BRIEF – Begin at the line containing "to a jsonplaceholder-style" in the entries below and end at the line containing "fn successful(response: reqwest::Response)"; transcribe that range exactly and nothing outside it.

* * * *

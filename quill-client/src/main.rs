use anyhow::Context;
use quill_client::App;
use quill_client::config::ClientConfig;

// store futures hold `RefCell` state, so everything stays on one thread
#[tokio::main(flavor = "current_thread")]
async fn main() -> anyhow::Result<()> {
    quill_client::init_logging();

    let config = ClientConfig::from_env()?;
    log::info!("Loading posts from {}", config.posts_url());

    let app = App::new(config);
    app.load().await.context("Failed to load posts")?;

    for line in app.summary_lines() {
        println!("{line}");
    }
    Ok(())
}
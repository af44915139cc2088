use quill::{DeleteResponse, PostId, PostsRemote, RawPost, TransportError};
use reqwest::StatusCode;

use crate::config::ClientConfig;

/// Talks to a jsonplaceholder-style `/posts` resource.
#[derive(Clone, Debug)]
pub struct HttpRemote {
    client: reqwest::Client,
    config: ClientConfig,
}

impl HttpRemote {
    pub fn new(config: ClientConfig) -> Self {
        Self {
            client: reqwest::Client::new(),
            config,
        }
    }
}

impl PostsRemote for HttpRemote {
    async fn fetch_all(&self) -> Result<Vec<RawPost>, TransportError> {
        let response = self
            .client
            .get(self.config.posts_url())
            .send()
            .await
            .map_err(request_error)?;
        let values: Vec<serde_json::Value> =
            successful(response)?.json().await.map_err(decode_error)?;
        Ok(decode_posts(values))
    }

    async fn create(&self, post: RawPost) -> Result<RawPost, TransportError> {
        let response = self
            .client
            .post(self.config.posts_url())
            .json(&post)
            .send()
            .await
            .map_err(request_error)?;
        successful(response)?.json().await.map_err(decode_error)
    }

    async fn update(&self, id: &PostId, post: RawPost) -> Result<RawPost, TransportError> {
        let response = self
            .client
            .put(self.config.post_url(id))
            .json(&post)
            .send()
            .await
            .map_err(request_error)?;
        successful(response)?.json().await.map_err(decode_error)
    }

    async fn delete(&self, id: &PostId) -> Result<DeleteResponse, TransportError> {
        let response = self
            .client
            .delete(self.config.post_url(id))
            .send()
            .await
            .map_err(request_error)?;
        // the store decides what a non-200 means, so don't turn it into an error here
        Ok(delete_response(response.status()))
    }
}

fn request_error(e: reqwest::Error) -> TransportError {
    TransportError::Request(e.to_string())
}

fn decode_error(e: reqwest::Error) -> TransportError {
    TransportError::Decode(e.to_string())
}

fn reason(status: StatusCode) -> String {
    status.canonical_reason().unwrap_or("Unknown").to_string()
}

fn successful(response: reqwest::Response) -> Result<reqwest::Response, TransportError> {
    let status = response.status();
    if status.is_success() {
        Ok(response)
    } else {
        Err(TransportError::Status {
            code: status.as_u16(),
            reason: reason(status),
        })
    }
}

pub(crate) fn delete_response(status: StatusCode) -> DeleteResponse {
    DeleteResponse::new(status.as_u16(), reason(status))
}

/// One bad element shouldn't cost us the whole collection.
pub(crate) fn decode_posts(values: Vec<serde_json::Value>) -> Vec<RawPost> {
    values
        .into_iter()
        .filter_map(|value| {
            serde_json::from_value::<RawPost>(value)
                .inspect_err(|e| log::warn!("Skipping undecodable post: {e}"))
                .ok()
        })
        .collect()
}

#[cfg(test)]
mod tests {
    use super::*;

    #[test]
    fn test_delete_response_keeps_status_and_reason() {
        let ok = delete_response(StatusCode::OK);
        assert!(ok.is_confirmed());
        assert_eq!(ok.to_string(), "200: OK");

        let missing = delete_response(StatusCode::NOT_FOUND);
        assert!(!missing.is_confirmed());
        assert_eq!(missing.to_string(), "404: Not Found");
    }

    #[test]
    fn test_decode_posts_skips_bad_elements() {
        let values = vec![
            serde_json::json!({"userId": 1, "id": 1, "title": "a", "body": "b"}),
            serde_json::json!({"userId": 1, "id": true, "title": "a", "body": "b"}),
            serde_json::json!("not a post"),
            serde_json::json!({"userId": "2", "id": 3, "title": "c", "body": "d"}),
        ];

        let posts = decode_posts(values);

        assert_eq!(posts.len(), 2);
        assert_eq!(posts[0].id, Some(PostId::Remote(1)));
        assert_eq!(posts[1].user_id, Some(2));
    }
}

* * * *

WORKED SOLUTION –
/// Talks to a jsonplaceholder-style `/posts` resource.
#[derive(Clone, Debug)]
pub struct HttpRemote {
    client: reqwest::Client,
    config: ClientConfig,
}

impl HttpRemote {
    pub fn new(config: ClientConfig) -> Self {
        Self {
            client: reqwest::Client::new(),
            config,
        }
    }
}

impl PostsRemote for HttpRemote {
    async fn fetch_all(&self) -> Result<Vec<RawPost>, TransportError> {
        let response = self
            .client
            .get(self.config.posts_url())
            .send()
            .await
            .map_err(request_error)?;
        let values: Vec<serde_json::Value> =
            successful(response)?.json().await.map_err(decode_error)?;
        Ok(decode_posts(values))
    }

    async fn create(&self, post: RawPost) -> Result<RawPost, TransportError> {
        let response = self
            .client
            .post(self.config.posts_url())
            .json(&post)
            .send()
            .await
            .map_err(request_error)?;
        successful(response)?.json().await.map_err(decode_error)
    }

    async fn update(&self, id: &PostId, post: RawPost) -> Result<RawPost, TransportError> {
        let response = self
            .client
            .put(self.config.post_url(id))
            .json(&post)
            .send()
            .await
            .map_err(request_error)?;
        successful(response)?.json().await.map_err(decode_error)
    }

    async fn delete(&self, id: &PostId) -> Result<DeleteResponse, TransportError> {
        let response = self
            .client
            .delete(self.config.post_url(id))
            .send()
            .await
            .map_err(request_error)?;
        // the store decides what a non-200 means, so don't turn it into an error here
        Ok(delete_response(response.status()))
    }
}

fn request_error(e: reqwest::Error) -> TransportError {
    TransportError::Request(e.to_string())
}

fn decode_error(e: reqwest::Error) -> TransportError {
    TransportError::Decode(e.to_string())
}

fn reason(status: StatusCode) -> String {
    status.canonical_reason().unwrap_or("Unknown").to_string()
}

fn successful(response: reqwest::Response) -> Result<reqwest::Response, TransportError> {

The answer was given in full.